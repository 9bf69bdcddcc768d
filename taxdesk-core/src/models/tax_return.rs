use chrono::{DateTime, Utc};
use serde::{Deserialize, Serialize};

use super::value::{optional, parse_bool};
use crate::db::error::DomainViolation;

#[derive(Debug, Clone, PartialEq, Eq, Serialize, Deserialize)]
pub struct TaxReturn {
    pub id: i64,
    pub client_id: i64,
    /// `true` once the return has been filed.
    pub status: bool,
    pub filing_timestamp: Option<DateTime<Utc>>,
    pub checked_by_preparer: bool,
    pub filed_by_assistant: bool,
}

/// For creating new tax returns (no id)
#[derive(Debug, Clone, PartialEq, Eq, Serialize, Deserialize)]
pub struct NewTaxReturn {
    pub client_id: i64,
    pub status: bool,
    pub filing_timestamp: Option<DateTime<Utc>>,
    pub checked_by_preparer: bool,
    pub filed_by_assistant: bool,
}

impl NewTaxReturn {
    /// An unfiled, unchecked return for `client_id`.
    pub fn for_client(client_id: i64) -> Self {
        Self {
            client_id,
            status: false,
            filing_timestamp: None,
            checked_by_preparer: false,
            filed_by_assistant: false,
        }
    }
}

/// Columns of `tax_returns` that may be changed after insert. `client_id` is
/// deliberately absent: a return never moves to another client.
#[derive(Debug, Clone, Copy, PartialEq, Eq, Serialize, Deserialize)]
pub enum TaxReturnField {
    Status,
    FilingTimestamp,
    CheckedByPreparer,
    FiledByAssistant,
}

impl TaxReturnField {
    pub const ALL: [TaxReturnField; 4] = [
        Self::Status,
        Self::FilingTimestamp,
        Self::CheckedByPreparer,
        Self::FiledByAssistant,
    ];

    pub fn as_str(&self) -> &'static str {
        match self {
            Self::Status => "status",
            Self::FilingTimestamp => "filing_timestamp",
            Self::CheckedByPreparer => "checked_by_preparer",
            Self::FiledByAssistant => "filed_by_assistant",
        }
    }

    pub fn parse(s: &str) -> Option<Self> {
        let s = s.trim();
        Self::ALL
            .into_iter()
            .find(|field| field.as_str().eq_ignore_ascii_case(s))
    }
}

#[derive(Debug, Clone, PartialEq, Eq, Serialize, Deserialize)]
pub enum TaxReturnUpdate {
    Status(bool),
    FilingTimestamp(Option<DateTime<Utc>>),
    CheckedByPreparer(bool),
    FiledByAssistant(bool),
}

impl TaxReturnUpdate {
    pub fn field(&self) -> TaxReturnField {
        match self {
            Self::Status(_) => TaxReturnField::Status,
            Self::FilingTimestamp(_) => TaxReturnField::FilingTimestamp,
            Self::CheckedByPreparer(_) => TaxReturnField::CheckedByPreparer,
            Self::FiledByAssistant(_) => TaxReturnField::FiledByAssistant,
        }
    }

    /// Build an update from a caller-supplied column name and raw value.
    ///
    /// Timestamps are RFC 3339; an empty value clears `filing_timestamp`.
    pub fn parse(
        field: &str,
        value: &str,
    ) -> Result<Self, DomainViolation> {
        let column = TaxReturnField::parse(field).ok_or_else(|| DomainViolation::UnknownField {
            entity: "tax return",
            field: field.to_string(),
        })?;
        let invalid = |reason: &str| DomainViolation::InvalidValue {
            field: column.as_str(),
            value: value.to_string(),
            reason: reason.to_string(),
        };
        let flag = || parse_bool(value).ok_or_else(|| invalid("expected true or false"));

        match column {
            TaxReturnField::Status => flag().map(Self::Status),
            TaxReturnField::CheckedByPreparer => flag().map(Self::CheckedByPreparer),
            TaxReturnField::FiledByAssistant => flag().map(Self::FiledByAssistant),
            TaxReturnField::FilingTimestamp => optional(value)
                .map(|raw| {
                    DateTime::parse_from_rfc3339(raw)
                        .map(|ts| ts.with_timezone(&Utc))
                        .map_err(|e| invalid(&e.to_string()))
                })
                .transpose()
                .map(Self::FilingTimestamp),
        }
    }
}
● ● ● ● ● ● ●
- Exercise prompt -
Could you copy exactly the lines from the first line of the records above through the line containing "pub fn as_str(&self)", both included, and nothing else?

- Written reply -
repository 9bf69bdcddcc768d
filename taxdesk-core/src/models/tax_return.rs
use chrono::{DateTime, Utc};
use serde::{Deserialize, Serialize};

use super::value::{optional, parse_bool};
use crate::db::error::DomainViolation;

#[derive(Debug, Clone, PartialEq, Eq, Serialize, Deserialize)]
pub struct TaxReturn {
    pub id: i64,
    pub client_id: i64,
    /// `true` once the return has been filed.
    pub status: bool,
    pub filing_timestamp: Option<DateTime<Utc>>,
    pub checked_by_preparer: bool,
    pub filed_by_assistant: bool,
}

/// For creating new tax returns (no id)
#[derive(Debug, Clone, PartialEq, Eq, Serialize, Deserialize)]
pub struct NewTaxReturn {
    pub client_id: i64,
    pub status: bool,
    pub filing_timestamp: Option<DateTime<Utc>>,
    pub checked_by_preparer: bool,
    pub filed_by_assistant: bool,
}

impl NewTaxReturn {
    /// An unfiled, unchecked return for `client_id`.
    pub fn for_client(client_id: i64) -> Self {
        Self {
            client_id,
            status: false,
            filing_timestamp: None,
            checked_by_preparer: false,
            filed_by_assistant: false,
        }
    }
}

/// Columns of `tax_returns` that may be changed after insert. `client_id` is
/// deliberately absent: a return never moves to another client.
#[derive(Debug, Clone, Copy, PartialEq, Eq, Serialize, Deserialize)]
pub enum TaxReturnField {
    Status,
    FilingTimestamp,
    CheckedByPreparer,
    FiledByAssistant,
}

impl TaxReturnField {
    pub const ALL: [TaxReturnField; 4] = [
        Self::Status,
        Self::FilingTimestamp,
        Self::CheckedByPreparer,
        Self::FiledByAssistant,
    ];

    pub fn as_str(&self) -> &'static str {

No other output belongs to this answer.